I’d suggest posting a simple pic or scheme showing the distances you are requesting.


Here’s a piece. This does not include the brass adapter which is 22mm so 87mm in total.


Value H is obviously dynamic depending upon what you want to place the receiver on.

Perhaps L+V is the offset you are looking for and the ARP is the 65mm at the point between the brass adapter and the bottom of the receiver if you are using it?

I’m not sure why one would need value R unless you were trying to manufacture something. In that case the specs may help.


S = do not use
R = do not use (zero)
V = 134mm
H = variable (you measure yourself)
L = ???

edit: I think V + L = 134mm. So it might make the best sense for V = 0 and L = 134mm


I Think thas R=71.50mm
V=31 mm
L=53 mm
but I am not shure:cry::cry::cry:


Sure, but with all those fancy measurements and letter symbols, all they point to in the end is:
How high is my GNSS antenna over the point I am over top of?

For us that usually means, measure the pole and add the 134mm. That is it.

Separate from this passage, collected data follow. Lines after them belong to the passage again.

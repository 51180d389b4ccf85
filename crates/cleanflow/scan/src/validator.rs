//! Scan validator: resolves a decoded payload against the catalog
//!
//! An unknown area rejects the whole scan, since every later step needs
//! an area name. An unknown procedure only degrades the result: the area
//! is still usable and the operator picks a procedure by hand.

use cleanflow_types::{Catalog, ScanPayload, ValidationError, ValidationResult};

/// Resolve a payload's area and (optional) procedure
pub fn validate(
    payload: &ScanPayload,
    catalog: &dyn Catalog,
) -> Result<ValidationResult, ValidationError> {
    let area = catalog.find_area(payload.area_id()).ok_or_else(|| {
        tracing::debug!(area_id = %payload.area_id(), "Scan rejected: unknown area");
        ValidationError::UnknownArea(payload.area_id().clone())
    })?;

    let result = match payload.procedure_id() {
        None => ValidationResult::valid(area.name, None),
        Some(procedure_id) => match catalog.find_active_procedure(procedure_id) {
            Some(procedure) => ValidationResult::valid(area.name, Some(procedure.name)),
            None => {
                tracing::debug!(
                    area_id = %payload.area_id(),
                    procedure_id = %procedure_id,
                    "Scanned procedure not in active set"
                );
                ValidationResult::unknown_procedure(area.name)
            }
        },
    };

    Ok(result)
}
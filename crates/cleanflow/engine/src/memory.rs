//! In-memory collaborators for development and testing.
//!
//! Provides simple implementations of the catalog, repository, clock and
//! id generator traits. The catalog and repository are not meant for
//! production use.

use async_trait::async_trait;
use chrono::{DateTime, Duration, Utc};
use cleanflow_types::{AreaId, AreaInfo, CleaningRunRecord, ProcedureInfo, RunId};
use dashmap::DashMap;
use std::collections::HashMap;
use std::sync::atomic::{AtomicU64, AtomicUsize, Ordering};
use std::sync::{Arc, RwLock};

use crate::collaborators::{Catalog, Clock, IdGenerator, Repository, RepositoryError};

// ── Catalog ──────────────────────────────────────────────────────────

/// Fixed catalog built up front.
#[derive(Debug, Clone, Default)]
pub struct InMemoryCatalog {
    areas: HashMap<AreaId, AreaInfo>,
    /// Procedures in registration order
    procedures: Vec<ProcedureInfo>,
}

impl InMemoryCatalog {
    pub fn new() -> Self {
        Self::default()
    }

    pub fn with_area(mut self, area: AreaInfo) -> Self {
        self.areas.insert(area.id.clone(), area);
        self
    }

    /// Register a procedure; a later procedure with the same id replaces it.
    pub fn with_procedure(mut self, procedure: ProcedureInfo) -> Self {
        self.procedures.retain(|p| p.id != procedure.id);
        self.procedures.push(procedure);
        self
    }

    pub fn area_count(&self) -> usize {
        self.areas.len()
    }
}

impl Catalog for InMemoryCatalog {
    fn find_area(&self, area_id: &AreaId) -> Option<AreaInfo> {
        self.areas.get(area_id).cloned()
    }

    fn active_procedures(&self) -> Vec<ProcedureInfo> {
        self.procedures
            .iter()
            .filter(|p| p.is_active)
            .cloned()
            .collect()
    }
}

// ── Repository ───────────────────────────────────────────────────────

/// In-memory run record store.
///
/// Can be told to fail the next N saves or to delay every save, which
/// is how tests exercise resubmission and in-flight behaviour.
#[derive(Debug, Default)]
pub struct InMemoryRepository {
    /// Persisted records indexed by run id.
    records: Arc<DashMap<RunId, CleaningRunRecord>>,

    /// Every call to `save`, successful or not.
    save_attempts: AtomicUsize,

    /// Remaining saves that should fail.
    failures_remaining: AtomicUsize,

    /// Artificial latency applied to each save.
    latency: Option<std::time::Duration>,
}

impl InMemoryRepository {
    /// Create a new empty repository.
    pub fn new() -> Self {
        Self::default()
    }

    /// Delay every save by `latency`.
    pub fn with_latency(mut self, latency: std::time::Duration) -> Self {
        self.latency = Some(latency);
        self
    }

    /// Make the next `count` saves fail with [`RepositoryError::Unavailable`].
    pub fn fail_next(&self, count: usize) {
        self.failures_remaining.store(count, Ordering::SeqCst);
    }

    /// Number of `save` calls so far.
    pub fn save_count(&self) -> usize {
        self.save_attempts.load(Ordering::SeqCst)
    }

    /// Number of persisted records.
    pub fn len(&self) -> usize {
        self.records.len()
    }

    pub fn is_empty(&self) -> bool {
        self.records.is_empty()
    }

    pub fn get(&self, id: &RunId) -> Option<CleaningRunRecord> {
        self.records.get(id).map(|r| r.clone())
    }
}

#[async_trait]
impl Repository for InMemoryRepository {
    async fn save(&self, record: &CleaningRunRecord) -> Result<(), RepositoryError> {
        self.save_attempts.fetch_add(1, Ordering::SeqCst);

        if let Some(latency) = self.latency {
            tokio::time::sleep(latency).await;
        }

        let should_fail = self
            .failures_remaining
            .fetch_update(Ordering::SeqCst, Ordering::SeqCst, |n| n.checked_sub(1))
            .is_ok();
        if should_fail {
            return Err(RepositoryError::Unavailable("simulated outage".into()));
        }

        self.records.insert(record.id.clone(), record.clone());
        Ok(())
    }

    async fn find(&self, id: &RunId) -> Result<Option<CleaningRunRecord>, RepositoryError> {
        Ok(self.get(id))
    }

    async fn list_for_area(
        &self,
        area_id: &AreaId,
    ) -> Result<Vec<CleaningRunRecord>, RepositoryError> {
        let mut records: Vec<CleaningRunRecord> = self
            .records
            .iter()
            .filter(|r| &r.area_id == area_id)
            .map(|r| r.value().clone())
            .collect();

        // Newest first
        records.sort_by(|a, b| b.end_time.cmp(&a.end_time));
        Ok(records)
    }
}

// ── Clocks ───────────────────────────────────────────────────────────

/// Wall-clock time.
#[derive(Debug, Clone, Copy, Default)]
pub struct SystemClock;

impl Clock for SystemClock {
    fn now(&self) -> DateTime<Utc> {
        Utc::now()
    }
}

/// Manually driven clock for deterministic tests.
#[derive(Debug, Clone)]
pub struct FixedClock {
    now: Arc<RwLock<DateTime<Utc>>>,
}

impl FixedClock {
    pub fn new(now: DateTime<Utc>) -> Self {
        Self {
            now: Arc::new(RwLock::new(now)),
        }
    }

    pub fn set(&self, now: DateTime<Utc>) {
        if let Ok(mut guard) = self.now.write() {
            *guard = now;
        }
    }

    pub fn advance(&self, by: Duration) {
        if let Ok(mut guard) = self.now.write() {
            *guard += by;
        }
    }
}

impl Clock for FixedClock {
    fn now(&self) -> DateTime<Utc> {
        match self.now.read() {
            Ok(guard) => *guard,
            Err(poisoned) => *poisoned.into_inner(),
        }
    }
}

// ── Id generators ────────────────────────────────────────────────────

/// Random v4 UUIDs.
#[derive(Debug, Clone, Copy, Default)]
pub struct UuidGenerator;

impl IdGenerator for UuidGenerator {
    fn new_id(&self) -> String {
        uuid::Uuid::new_v4().to_string()
    }
}

/// `prefix-1`, `prefix-2`, ... for deterministic tests.
#[derive(Debug)]
pub struct SequentialIds {
    prefix: String,
    next: AtomicU64,
}

impl SequentialIds {
    pub fn new(prefix: impl Into<String>) -> Self {
        Self {
            prefix: prefix.into(),
            next: AtomicU64::new(1),
        }
    }
}

impl IdGenerator for SequentialIds {
    fn new_id(&self) -> String {
        let n = self.next.fetch_add(1, Ordering::SeqCst);
        format!("{}-{}", self.prefix, n)
    }
}
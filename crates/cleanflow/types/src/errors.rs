//! Error types for the Cleanflow workflow
//!
//! Every error here is recoverable: parse and validation errors send the
//! operator back to scanning, state errors are programming/UI mistakes
//! that are logged and ignored, and submission errors keep the reviewed
//! run so the operator can resubmit.

use crate::{AreaId, ProcedureId, StepId};

/// A scanned string that matches none of the accepted wire formats
#[derive(Clone, Debug, PartialEq, Eq, thiserror::Error)]
pub enum ParseError {
    #[error("Empty scan payload")]
    Empty,

    #[error("Malformed token format: {0}")]
    MalformedTokenFormat(String),

    #[error("Missing required field: {0}")]
    MissingRequiredField(&'static str),

    #[error("Invalid percent-encoding in field '{field}'")]
    InvalidEncoding { field: String },
}

/// A syntactically valid scan that the catalog cannot resolve
#[derive(Clone, Debug, PartialEq, Eq, thiserror::Error)]
pub enum ValidationError {
    #[error("Unknown area: {0}")]
    UnknownArea(AreaId),
}

/// An event that is not legal in the current workflow state
#[derive(Clone, Debug, PartialEq, Eq, thiserror::Error)]
pub enum StateError {
    #[error("Invalid transition: {event} not allowed in state {state}")]
    InvalidTransition {
        state: &'static str,
        event: &'static str,
    },

    #[error("Step not part of the current procedure: {0}")]
    UnknownStep(StepId),

    #[error("Procedure not in the active set: {0}")]
    UnknownProcedure(ProcedureId),
}

/// A failed attempt to persist a run record
#[derive(Clone, Debug, PartialEq, Eq, thiserror::Error)]
pub enum SubmissionError {
    #[error("Storage error: {0}")]
    Storage(String),

    #[error("Submission timed out after {0} ms")]
    Timeout(u64),
}

impl SubmissionError {
    /// Message suitable for showing to the operator
    pub fn user_message(&self) -> String {
        match self {
            SubmissionError::Storage(_) => {
                "The run could not be saved. Check your connection and submit again.".to_string()
            }
            SubmissionError::Timeout(_) => {
                "Saving the run took too long. Submit again to retry.".to_string()
            }
        }
    }
}

/// Why a scan did not move the workflow forward
#[derive(Clone, Debug, PartialEq, Eq, thiserror::Error)]
pub enum ScanError {
    #[error(transparent)]
    Parse(#[from] ParseError),

    #[error(transparent)]
    Validation(#[from] ValidationError),
}

impl ScanError {
    pub fn user_message(&self) -> String {
        match self {
            ScanError::Parse(_) => "This code is not a recognized Cleanflow code. Scan again.".into(),
            ScanError::Validation(ValidationError::UnknownArea(_)) => {
                "This area is not registered. Scan again or enter it manually.".into()
            }
        }
    }
}

/// Umbrella error for engine operations
#[derive(Clone, Debug, PartialEq, Eq, thiserror::Error)]
pub enum EngineError {
    #[error(transparent)]
    Scan(#[from] ScanError),

    #[error(transparent)]
    State(#[from] StateError),

    #[error(transparent)]
    Submission(#[from] SubmissionError),
}

impl From<ParseError> for EngineError {
    fn from(e: ParseError) -> Self {
        EngineError::Scan(e.into())
    }
}

impl From<ValidationError> for EngineError {
    fn from(e: ValidationError) -> Self {
        EngineError::Scan(e.into())
    }
}

impl EngineError {
    /// Nothing in the core is fatal
    pub fn is_recoverable(&self) -> bool {
        true
    }

    /// Operator-facing message. State errors are not meant for operators.
    pub fn user_message(&self) -> Option<String> {
        match self {
            EngineError::Scan(e) => Some(e.user_message()),
            EngineError::Submission(e) => Some(e.user_message()),
            EngineError::State(_) => None,
        }
    }
}

/// Result type alias for engine operations
pub type EngineResult<T> = Result<T, EngineError>;

#[cfg(test)]
mod tests {
    use super::*;

    #[test]
    fn test_invalid_transition_message() {
        let msg = StateError::InvalidTransition {
            state: "review",
            event: "submit_confirmed",
        }
        .to_string();
        assert_eq!(
            msg,
            "Invalid transition: submit_confirmed not allowed in state review"
        );
    }

    #[test]
    fn test_state_errors_have_no_user_message() {
        let err = EngineError::from(StateError::InvalidTransition {
            state: "scanning",
            event: "step_completed",
        });
        assert!(err.user_message().is_none());
        assert!(err.is_recoverable());
    }

    #[test]
    fn test_parse_error_converts_through_scan_error() {
        let err = EngineError::from(ParseError::Empty);
        assert!(matches!(err, EngineError::Scan(ScanError::Parse(_))));
        assert!(err.user_message().is_some());
    }
}
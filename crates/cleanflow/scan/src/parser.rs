//! Payload parser: turns a raw scanned string into a [`ScanPayload`]
//!
//! Three wire formats are accepted. QR codes use either the hyphen
//! token format or the `cleanflow://` query-string format, tried in that
//! order. NFC tags use the colon format only. Parsing is purely
//! syntactic: no catalog or network access happens here.
//!
//! ```text
//! CF-AREA-{areaId}-PROTOCOL-{procedureId}
//! cleanflow://area={areaId}&protocol={procedureId}&name={label}
//! {areaId}:{assetType}
//! ```

use cleanflow_types::{ParseError, ProcedureId, ScanPayload, ScanSource};

/// Leading literal of the hyphen token format
pub const TOKEN_PREFIX: &str = "CF";
/// Literal preceding the area id in the hyphen token format
pub const AREA_TOKEN: &str = "AREA";
/// Literal preceding the procedure id in the hyphen token format
pub const PROTOCOL_TOKEN: &str = "PROTOCOL";
/// Scheme of the query-string format
pub const QUERY_SCHEME: &str = "cleanflow://";

const AREA_KEY: &str = "area";
const PROTOCOL_KEY: &str = "protocol";
const NAME_KEY: &str = "name";

/// Parse a raw scan according to the formats accepted for its source
pub fn parse(source: ScanSource, raw: &str) -> Result<ScanPayload, ParseError> {
    let raw = raw.trim();
    if raw.is_empty() {
        return Err(ParseError::Empty);
    }

    let result = match source {
        ScanSource::Qr => parse_qr(raw),
        ScanSource::Nfc => parse_nfc(raw),
    };

    match &result {
        Ok(payload) => tracing::debug!(
            source = %source,
            area_id = %payload.area_id(),
            procedure_id = payload.procedure_id().map(|p| p.as_str()),
            "Scan payload decoded"
        ),
        Err(e) => tracing::debug!(source = %source, error = %e, "Scan payload rejected"),
    }

    result
}

/// QR codes: hyphen token format first, then the query-string format
fn parse_qr(raw: &str) -> Result<ScanPayload, ParseError> {
    if let Some(result) = try_token_format(raw) {
        return result;
    }
    if let Some(result) = try_query_format(raw) {
        return result;
    }
    Err(ParseError::MalformedTokenFormat(format!(
        "expected '{TOKEN_PREFIX}-{AREA_TOKEN}-..-{PROTOCOL_TOKEN}-..' or '{QUERY_SCHEME}..'"
    )))
}

// ── Hyphen token format ──────────────────────────────────────────────

/// Returns `None` when the string does not start with the `CF` token.
///
/// Ids may themselves contain hyphens, so the area id is every token
/// between `AREA` and the first `PROTOCOL` token after it, and the
/// procedure id is everything after that.
fn try_token_format(raw: &str) -> Option<Result<ScanPayload, ParseError>> {
    let tokens: Vec<&str> = raw.split('-').collect();
    if tokens.first() != Some(&TOKEN_PREFIX) {
        return None;
    }
    Some(parse_tokens(&tokens))
}

fn parse_tokens(tokens: &[&str]) -> Result<ScanPayload, ParseError> {
    if tokens.len() < 5 {
        return Err(ParseError::MalformedTokenFormat(format!(
            "expected at least 5 tokens, found {}",
            tokens.len()
        )));
    }
    if tokens[1] != AREA_TOKEN {
        return Err(ParseError::MalformedTokenFormat(format!(
            "expected '{AREA_TOKEN}' at position 1, found '{}'",
            tokens[1]
        )));
    }

    let protocol_pos = tokens
        .iter()
        .enumerate()
        .skip(3)
        .find(|(_, t)| **t == PROTOCOL_TOKEN)
        .map(|(i, _)| i)
        .ok_or_else(|| {
            ParseError::MalformedTokenFormat(format!(
                "expected '{PROTOCOL_TOKEN}' at position 3, found '{}'",
                tokens[3]
            ))
        })?;

    let area_id = tokens[2..protocol_pos].join("-");
    let procedure_id = tokens[protocol_pos + 1..].join("-");
    if area_id.is_empty() || procedure_id.is_empty() {
        return Err(ParseError::MalformedTokenFormat(
            "area and protocol ids must not be empty".into(),
        ));
    }

    ScanPayload::qr(area_id, Some(ProcedureId::new(procedure_id)))
        .ok_or(ParseError::MissingRequiredField(AREA_KEY))
}

// ── Query-string format ──────────────────────────────────────────────

/// Returns `None` when the string does not carry the `cleanflow://` scheme.
fn try_query_format(raw: &str) -> Option<Result<ScanPayload, ParseError>> {
    let rest = raw.strip_prefix(QUERY_SCHEME)?;
    // Tolerate a host/path segment: cleanflow://scan?area=..
    // A '?' after the first key belongs to a value.
    let query = match rest.split_once('?') {
        Some((head, q)) if !head.contains('=') && !head.contains('&') => q,
        _ => rest,
    };
    Some(parse_query(query))
}

fn parse_query(query: &str) -> Result<ScanPayload, ParseError> {
    let mut area = None;
    let mut protocol = None;
    let mut name = None;

    for pair in query.split('&').filter(|p| !p.is_empty()) {
        let Some((key, value)) = pair.split_once('=') else {
            continue;
        };
        let slot = match key {
            AREA_KEY => &mut area,
            PROTOCOL_KEY => &mut protocol,
            NAME_KEY => &mut name,
            _ => continue,
        };
        if slot.is_none() {
            *slot = Some(decode(key, value)?);
        }
    }

    let area = area
        .filter(|a| !a.is_empty())
        .ok_or(ParseError::MissingRequiredField(AREA_KEY))?;
    let name = name
        .filter(|n| !n.is_empty())
        .ok_or(ParseError::MissingRequiredField(NAME_KEY))?;

    let payload = ScanPayload::qr(area, protocol.map(ProcedureId::new))
        .ok_or(ParseError::MissingRequiredField(AREA_KEY))?;
    Ok(payload.with_label(name))
}

fn decode(key: &str, value: &str) -> Result<String, ParseError> {
    urlencoding::decode(value)
        .map(|v| v.into_owned())
        .map_err(|_| ParseError::InvalidEncoding {
            field: key.to_string(),
        })
}

// ── NFC colon format ─────────────────────────────────────────────────

fn parse_nfc(raw: &str) -> Result<ScanPayload, ParseError> {
    let tokens: Vec<&str> = raw.split(':').collect();
    let [area_id, asset_type] = tokens.as_slice() else {
        return Err(ParseError::MalformedTokenFormat(format!(
            "expected 'areaId:assetType', found {} token(s)",
            tokens.len()
        )));
    };
    if asset_type.is_empty() {
        return Err(ParseError::MalformedTokenFormat(
            "asset type must not be empty".into(),
        ));
    }
    ScanPayload::nfc(*area_id, *asset_type)
        .ok_or_else(|| ParseError::MalformedTokenFormat("area id must not be empty".into()))
}

// ── Encoders ─────────────────────────────────────────────────────────

/// Render a hyphen token code for printing on a label
pub fn format_token_code(area_id: &str, procedure_id: &str) -> String {
    format!("{TOKEN_PREFIX}-{AREA_TOKEN}-{area_id}-{PROTOCOL_TOKEN}-{procedure_id}")
}

/// Render a query-string code, percent-encoding every value
pub fn format_query_code(area_id: &str, procedure_id: Option<&str>, name: &str) -> String {
    let mut code = format!("{QUERY_SCHEME}{AREA_KEY}={}", urlencoding::encode(area_id));
    if let Some(procedure_id) = procedure_id {
        code.push_str(&format!(
            "&{PROTOCOL_KEY}={}",
            urlencoding::encode(procedure_id)
        ));
    }
    code.push_str(&format!("&{NAME_KEY}={}", urlencoding::encode(name)));
    code
}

It was explained in an earlier topic that the reason that GPS field technicians used to measure slope height (S) is because the old antennas had a large radius (R). It was more convenient/accurate for them to take the indirect measurement (slope height) at the edge of the antenna, and then use trigonometry with the remaining constant values (V,R) to calculate the pole height (H) over the point and then derive antenna height by adding (H+V+L).

Why would you go through all that if your pole is 2m and the internal antenna height is 134mm? 2m + 134mm = 2.134mm

These days with small diameter antennas It is so much easier to do it the simple way.